Vitamin D receptors are expressed on tenocytes and ligament fibroblasts, and observational research consistently finds associations between vitamin D deficiency and tendon injury rates in athletic populations. Several mechanisms have been proposed: vitamin D may regulate tenocyte collagen synthesis and matrix metalloproteinase activity; it modulates the inflammatory environment of healing tendons through its effects on macrophage and T-cell function; and it may influence the mechanical properties of tendon collagen through effects on cross-link formation. While the randomised controlled trial evidence for supplementation specifically improving tendon outcomes is less developed than for bone and muscle, the biological plausibility and consistent observational associations support vitamin D sufficiency as a component of comprehensive tendon and ligament management.

Vitamin D Deficiency and Pain

The relationship between vitamin D deficiency and musculoskeletal pain is clinically important and mechanistically supported. Vitamin D receptors are expressed on neurons, and vitamin D signalling modulates neuronal excitability, nociceptor sensitivity, and the production of neurotrophins that influence pain processing. Cross-sectional studies consistently find higher rates of vitamin D deficiency in chronic pain populations — including fibromyalgia, chronic low back pain, and widespread musculoskeletal pain — than in pain-free controls. Intervention trials in deficient patients have demonstrated pain reduction following supplementation to sufficiency, though the effect sizes are modest and most pronounced in patients with severe deficiency. Vitamin D testing should be routine in patients presenting with unexplained, diffuse, or treatment-refractory musculoskeletal pain.

Testing and Optimal Levels

Vitamin D status is measured as serum 25-hydroxyvitamin D (25-OHD) — the stable, circulating storage form. Deficiency is defined as below 30nmol/L (12ng/mL); insufficiency as 30–50nmol/L (12–20ng/mL); sufficiency as 50–125nmol/L (20–50ng/mL). For musculoskeletal health, most authorities recommend targeting the higher end of the sufficiency range — 75–125nmol/L (30–50ng/mL). Levels above 125nmol/L carry risk of toxicity (hypercalcaemia) and should be avoided.
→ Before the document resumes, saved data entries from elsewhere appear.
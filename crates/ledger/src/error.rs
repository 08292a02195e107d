use rollapp_settlement_types::{ErrorClass, PacketStatus};
use thiserror::Error;

#[derive(Debug, Error)]
pub enum LedgerError {
    /// The key was derived from a live scan or a tracked order, so a miss
    /// means the index and the records have diverged.
    #[error("packet not found: {key}")]
    NotFound { key: String },

    #[error("packet already resolved: {key} is {status}")]
    AlreadyResolved { key: String, status: PacketStatus },

    #[error("invalid packet transition target: {to}")]
    InvalidTransition { to: PacketStatus },

    #[error("packet is not pending: {key}")]
    NotPending { key: String },

    #[error("packet status hook failed: {0}")]
    HookFailed(#[from] crate::HookError),

    #[error("payload encoding failed: {0}")]
    Encoding(#[from] cosmwasm_std::StdError),
}

impl LedgerError {
    pub fn class(&self) -> ErrorClass {
        match self {
            LedgerError::NotFound { .. } => ErrorClass::Fatal,
            LedgerError::AlreadyResolved { .. } => ErrorClass::Conflict,
            LedgerError::InvalidTransition { .. } => ErrorClass::Conflict,
            LedgerError::NotPending { .. } => ErrorClass::Conflict,
            LedgerError::HookFailed(_) => ErrorClass::Fatal,
            LedgerError::Encoding(_) => ErrorClass::Fatal,
        }
    }
}
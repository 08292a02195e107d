//! Deferred settlement for rollapp-originated transfers.
//!
//! Inbound transfer packets from a rollapp are held in a pending ledger
//! until the rollapp's state root finalizes on the hub; a demand-order
//! marketplace lets a fulfiller buy the recipient's claim early at a
//! discount. [`Hub`] wires the two stores together and exposes the
//! externally triggerable surface.

pub mod config;
pub mod hub;

pub use config::*;
pub use hub::*;

pub use rollapp_settlement_ingress::{
    Acknowledgement, IngressError, MemoryState, ReceiveOutcome, RollappState, TransferMiddleware,
};
pub use rollapp_settlement_ledger::{
    LedgerError, MultiPacketHooks, PacketHooks, PacketLedger,
};
pub use rollapp_settlement_market::{
    ExternalLedger, MarketError, MarketKeeper, MemoryBank, MultiOrderHooks, OrderHooks,
    OrderReconciler, OrderStore,
};
pub use rollapp_settlement_types::{
    DemandOrder, ErrorClass, FulfillOrder, OrderEvent, OrderStatus, PacketKey, PacketKind,
    PacketStatus, PendingPacket, TransferData, TransferPacket,
};
use rollapp_settlement_types::{PacketKey, PendingPacket};
use thiserror::Error;

/// Failure raised by a status-change listener. Any hook error aborts the
/// triggering ledger transition as a whole.
#[derive(Debug, Error)]
#[error("{0}")]
pub struct HookError(String);

impl HookError {
    pub fn new(msg: impl Into<String>) -> Self {
        Self(msg.into())
    }
}

/// Notification contract invoked synchronously, exactly once per packet
/// status transition, after the relocated record is written and before the
/// caller observes success.
pub trait PacketHooks: Send + Sync {
    fn after_packet_status_changed(
        &self,
        packet: &PendingPacket,
        old_key: &PacketKey,
        new_key: &PacketKey,
    ) -> Result<(), HookError>;
}

/// Ordered composition of listeners; the first error short-circuits.
#[derive(Default)]
pub struct MultiPacketHooks(Vec<Box<dyn PacketHooks>>);

impl MultiPacketHooks {
    pub fn new(hooks: Vec<Box<dyn PacketHooks>>) -> Self {
        Self(hooks)
    }
}

impl PacketHooks for MultiPacketHooks {
    fn after_packet_status_changed(
        &self,
        packet: &PendingPacket,
        old_key: &PacketKey,
        new_key: &PacketKey,
    ) -> Result<(), HookError> {
        for hook in &self.0 {
            hook.after_packet_status_changed(packet, old_key, new_key)?;
        }
        Ok(())
    }
}

/// Listener that ignores every notification.
pub struct NoopPacketHooks;

impl PacketHooks for NoopPacketHooks {
    fn after_packet_status_changed(
        &self,
        _packet: &PendingPacket,
        _old_key: &PacketKey,
        _new_key: &PacketKey,
    ) -> Result<(), HookError> {
        Ok(())
    }
}
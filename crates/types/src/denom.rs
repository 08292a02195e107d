use crate::ValidationError;

/// Validates a denomination as it appears on a transfer that crossed one or
/// more channels: zero or more `port/channel` trace pairs followed by a base
/// denomination, e.g. `transfer/channel-0/arax`.
///
/// A bare base denomination (no trace) is accepted; a trace with a dangling
/// port and no channel is not.
pub fn validate_prefixed_denom(denom: &str) -> Result<(), ValidationError> {
    let invalid = || ValidationError::InvalidDenom(denom.to_string());

    let segments: Vec<&str> = denom.split('/').collect();
    // Pairs plus a base means the segment count is always odd.
    if segments.len() % 2 == 0 {
        return Err(invalid());
    }

    let base = segments[segments.len() - 1];
    if !is_valid_base_denom(base) {
        return Err(invalid());
    }

    for pair in segments[..segments.len() - 1].chunks(2) {
        if !is_valid_port_id(pair[0]) || !is_valid_channel_id(pair[1]) {
            return Err(invalid());
        }
    }
    Ok(())
}

fn is_valid_base_denom(s: &str) -> bool {
    let mut chars = s.chars();
    match chars.next() {
        Some(c) if c.is_ascii_alphabetic() => {}
        _ => return false,
    }
    (3..=128).contains(&s.len())
        && chars.all(|c| c.is_ascii_alphanumeric() || matches!(c, ':' | '.' | '_' | '-'))
}

fn is_valid_port_id(s: &str) -> bool {
    (2..=128).contains(&s.len())
        && s.chars()
            .all(|c| c.is_ascii_alphanumeric() || matches!(c, '.' | '_' | '+' | '-' | '#'))
}

fn is_valid_channel_id(s: &str) -> bool {
    match s.strip_prefix("channel-") {
        Some(n) => !n.is_empty() && n.chars().all(|c| c.is_ascii_digit()),
        None => false,
    }
}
Testing is indicated in individuals with risk factors for deficiency: limited sun exposure, darker skin pigmentation, obesity, older age, malabsorption conditions, or unexplained musculoskeletal symptoms.
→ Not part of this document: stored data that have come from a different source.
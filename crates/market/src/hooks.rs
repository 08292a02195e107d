use rollapp_settlement_ledger::{HookError, PacketHooks};
use rollapp_settlement_types::{DemandOrder, OrderStatus, PacketKey, PacketStatus, PendingPacket};
use thiserror::Error;
use tracing::debug;

use crate::OrderStore;

/// Failure raised by a settlement listener after an order was marked
/// fulfilled. Fatal by contract: a partially applied fulfillment must not
/// be allowed to commit.
#[derive(Debug, Error)]
#[error("{0}")]
pub struct FulfillmentHookError(String);

impl FulfillmentHookError {
    pub fn new(msg: impl Into<String>) -> Self {
        Self(msg.into())
    }
}

/// Settlement-notification contract, invoked synchronously when an order
/// write transitions it into `Fulfilled`.
pub trait OrderHooks: Send + Sync {
    fn after_order_fulfilled(&self, order: &DemandOrder) -> Result<(), FulfillmentHookError>;
}

/// Ordered composition of listeners; the first error short-circuits.
#[derive(Default)]
pub struct MultiOrderHooks(Vec<Box<dyn OrderHooks>>);

impl MultiOrderHooks {
    pub fn new(hooks: Vec<Box<dyn OrderHooks>>) -> Self {
        Self(hooks)
    }
}

impl OrderHooks for MultiOrderHooks {
    fn after_order_fulfilled(&self, order: &DemandOrder) -> Result<(), FulfillmentHookError> {
        for hook in &self.0 {
            hook.after_order_fulfilled(order)?;
        }
        Ok(())
    }
}

pub struct NoopOrderHooks;

impl OrderHooks for NoopOrderHooks {
    fn after_order_fulfilled(&self, _order: &DemandOrder) -> Result<(), FulfillmentHookError> {
        Ok(())
    }
}

/// Keeps demand orders consistent with packet-status transitions.
///
/// Registered with the packet ledger as a status-change listener. Order
/// identity was fixed against the packet's key at creation, so the lookup
/// always goes through `old_key`.
pub struct OrderReconciler {
    orders: OrderStore,
}

impl OrderReconciler {
    pub fn new(orders: OrderStore) -> Self {
        Self { orders }
    }
}

impl PacketHooks for OrderReconciler {
    fn after_packet_status_changed(
        &self,
        packet: &PendingPacket,
        old_key: &PacketKey,
        new_key: &PacketKey,
    ) -> Result<(), HookError> {
        let order_id = old_key.canonical();
        let Some(mut order) = self.orders.order(&order_id) else {
            // Not every packet carries a demand order.
            debug!(key = %old_key, "no demand order for resolved packet");
            return Ok(());
        };

        order.tracking_packet_key = new_key.clone();
        // A fulfilled claim's settlement is final; the fulfiller already
        // assumed the risk of the packet's eventual outcome.
        if order.status != OrderStatus::Fulfilled {
            match packet.status {
                PacketStatus::Finalized => order.status = OrderStatus::Expired,
                PacketStatus::Reverted => order.status = OrderStatus::Reverted,
                PacketStatus::Pending => {}
            }
        }

        self.orders
            .set_order(order)
            .map_err(|err| HookError::new(err.to_string()))
    }
}
//! Deterministic fixtures shared by the test suites across the workspace.

use bech32::{Bech32, Hrp};

/// Builds a syntactically valid bech32 account address from a seed byte.
pub fn addr(prefix: &str, seed: u8) -> String {
    let hrp = Hrp::parse(prefix).expect("valid hrp");
    bech32::encode::<Bech32>(hrp, &[seed; 20]).expect("bech32 encode")
}

/// Shorthand for a hub-prefixed address.
pub fn hub_addr(seed: u8) -> String {
    addr("hub", seed)
}
use cosmwasm_schema::cw_serde;

use crate::{DemandOrder, OrderStatus};

/// Domain event emitted on every demand-order write, for off-process
/// indexers. Carries the order's tracked packet key alongside the pricing
/// fields so an indexer never needs a follow-up lookup.
#[cw_serde]
pub struct OrderEvent {
    pub order_id: String,
    pub packet_key: String,
    pub price: String,
    pub fee: String,
    pub denom: String,
    pub status: OrderStatus,
}

impl From<&DemandOrder> for OrderEvent {
    fn from(order: &DemandOrder) -> Self {
        Self {
            order_id: order.id.clone(),
            packet_key: order.tracking_packet_key.canonical(),
            price: order.price.clone(),
            fee: order.fee.clone(),
            denom: order.denom.clone(),
            status: order.status,
        }
    }
}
Dietary and Supplementation Sources

Dietary sources of vitamin D — oily fish, egg yolks, fortified dairy and plant milks — contribute modestly to status, typically providing 200–400IU/day, which is insufficient to maintain sufficiency in the absence of adequate sun exposure. Supplementation is required for most deficient individuals. A daily dose of 1000–2000IU of vitamin D3 (cholecalciferol — more effective than D2/ergocalciferol) is appropriate for maintenance in adults without deficiency; loading doses of 3000–5000IU daily for eight to twelve weeks may be required to restore sufficiency from a deficient state, ideally guided by repeat testing. Vitamin D is fat-soluble and best absorbed when taken with a meal containing fat.

References & Further Reading

  1. Holick MF. Vitamin D deficiency. N Engl J Med. 2007;357(3):266–281.
  2. Bischoff-Ferrari HA, et al. Effect of vitamin D supplementation on muscle strength in older adults. J Bone Miner Res. 2004;19(3):343–351.
  3. Barker T, et al. Vitamin D deficiency and muscle performance. Nutrients. 2013;5(5):1700–1711.
  4. Tomlinson PB, et al. Effects of vitamin D supplementation on upper and lower body muscle strength levels in underweight and overweight males. J Sports Sci. 2015;33(13):1341–1351.